What is opinion mining?

Informally: Extract the opinions given in a piece of text.

Or, more formally: A recent discipline that studies the extraction of opinions using Information Retrieval (IR), Artificial Intelligence (AI), Natural Language Processing (NLP) techniques.

What's the big deal with opinion mining?

Motivating Scenario

  • People who wants to buy a camera
    • Look for comments and reviews
  • People who just bought a camera
    • Comment on it
    • Write down the usage experience
  • Camera Manufacturer
    • Get feedback from customer
    • Improve their products
    • Adjust Marketing Strategies

Big business, right?

Web 2.0 nowadays provides a great medium for people to share what they want to share. This provides a great source of unstructured information (especially opinions) that may be usually (makes a lot of money?)


Research Issues

Opinion Extraction

Identify the segments of text that contain opinions.

e.g. Opinions are in boldface

I have just entered into dslr world with 400d, before I used slr cameras.

400d is extremly well made, precise and overall feeling is vey good.

Sentiment Classification / Subjectivity Analyzes

Decide the sentiment orientation of a given piece of opinion.

What is Sentiment Orientation?

  • Polarity
    • Positive (e.g. This camera is great!)
    • Negative (e.g. The battery life is too short.)
    • Neutral
  • Polarity Scale?
    • (Most Negative) -10 … -5 … 0 (Neutral) … 5 … 10 (Most Positive)

e.g. The picture quality is good. (A positive opinion) e.g. The battery life is short. (A negative opinion)

Feature-Opinion Association

A problem proposed by Kam Tong CHAN. The problem is related to natural language processing:

Given a text with target features and opinions extracted, decide which opinions comment on which features.

It is known to be a difficult problem in natural language processing. Let's take a look at the following example (Originated from http://en.wikipedia.org/wiki/Natural_language_processing)

Consider the phrase “pretty little girls' school”,

  • Does the school look little?
  • Do the girls look little?
  • Do the girls look pretty?
  • Does the school look pretty?

Advanced Issues

Target Identification

Which one (or Who) is being commented?

e.g. He is a kind person.

Who is “he”?

e.g. The camera is great!

Which camera model are you talking about?

Source Identification

Given a review text, identify who made the comment.

Achieving this will allow us to build a Question-Answering System.

e.g. Who support Obama to be the next U.S. president?

Opinion Summarization and Visualization

Given a set of documents (crawled the web / all the reviews from a particular forum / survey results , etc.), summarize the opinion expressed with respect to the target object.

e.g. For Camera

  • Picture Quality (+ve: 290, -ve 73)
  • Ease of use (+ve: 57, -ve: 10)
  • etc.

Opinion Spam Detection

Detect whether opinions that are written by spammers.

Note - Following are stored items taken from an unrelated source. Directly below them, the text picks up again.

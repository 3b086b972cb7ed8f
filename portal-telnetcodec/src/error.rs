//
// Copyright 2026 The Portal Project Authors.
//
// Licensed under the Apache License, Version 2.0 (the "License");
// you may not use this file except in compliance with the License.
// You may obtain a copy of the License at
//
//      http://www.apache.org/licenses/LICENSE-2.0
//
// Unless required by applicable law or agreed to in writing, software
// distributed under the License is distributed on an "AS IS" BASIS,
// WITHOUT WARRANTIES OR CONDITIONS OF ANY KIND, either express or implied.
// See the License for the specific language governing permissions and
// limitations under the License.
//

//! Error type for the Telnet codec crate.

use thiserror::Error;

/// Result alias for this crate.
pub type CodecResult<T> = std::result::Result<T, CodecError>;

/// Errors raised while negotiating Telnet options.
///
/// The scanner itself never errors — malformed byte sequences are passed
/// through as data per the protocol's error-handling policy. This type
/// exists for the option-negotiation operations layered on top of it.
#[derive(Debug, Error)]
pub enum CodecError {
    /// A subnegotiation carried a payload this proxy could not interpret.
    #[error("malformed subnegotiation for option {option}: {reason}")]
    MalformedSubnegotiation {
        /// The option code the subnegotiation was for.
        option: u8,
        /// Human-readable reason.
        reason: &'static str,
    },
}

Why there are opinion spams?

  1. Someone may write something to promote its own image / products
  2. Someone may write something to hurt their enemies


Linguistic Tools for Opinion Mining

[Domain-Specific] Sentiment lexicon

A lexicon that contains the sentiment orientation of each term. It may be a domain specific one or a general one.

  • is there a way to generate it automatically from a large corpus?

Ontology is a structural description of concepts. It defines the terminologies and hierarchical relationships of a domain.

  • Who ontologies can be incorporated in opinion mining? e.g.:
    • Opinion Summarization
    • Processing Comparative Statements
  • Is there a way to generate them automatically?
  • Which ontology elements are essential for opinion mining? In other words, what should the ontology for opinion mining looks like?


  • Can an opinion summarization system works as efficient as a search engine so that all the opinions on the web are crawled and user are able to search for any opinions?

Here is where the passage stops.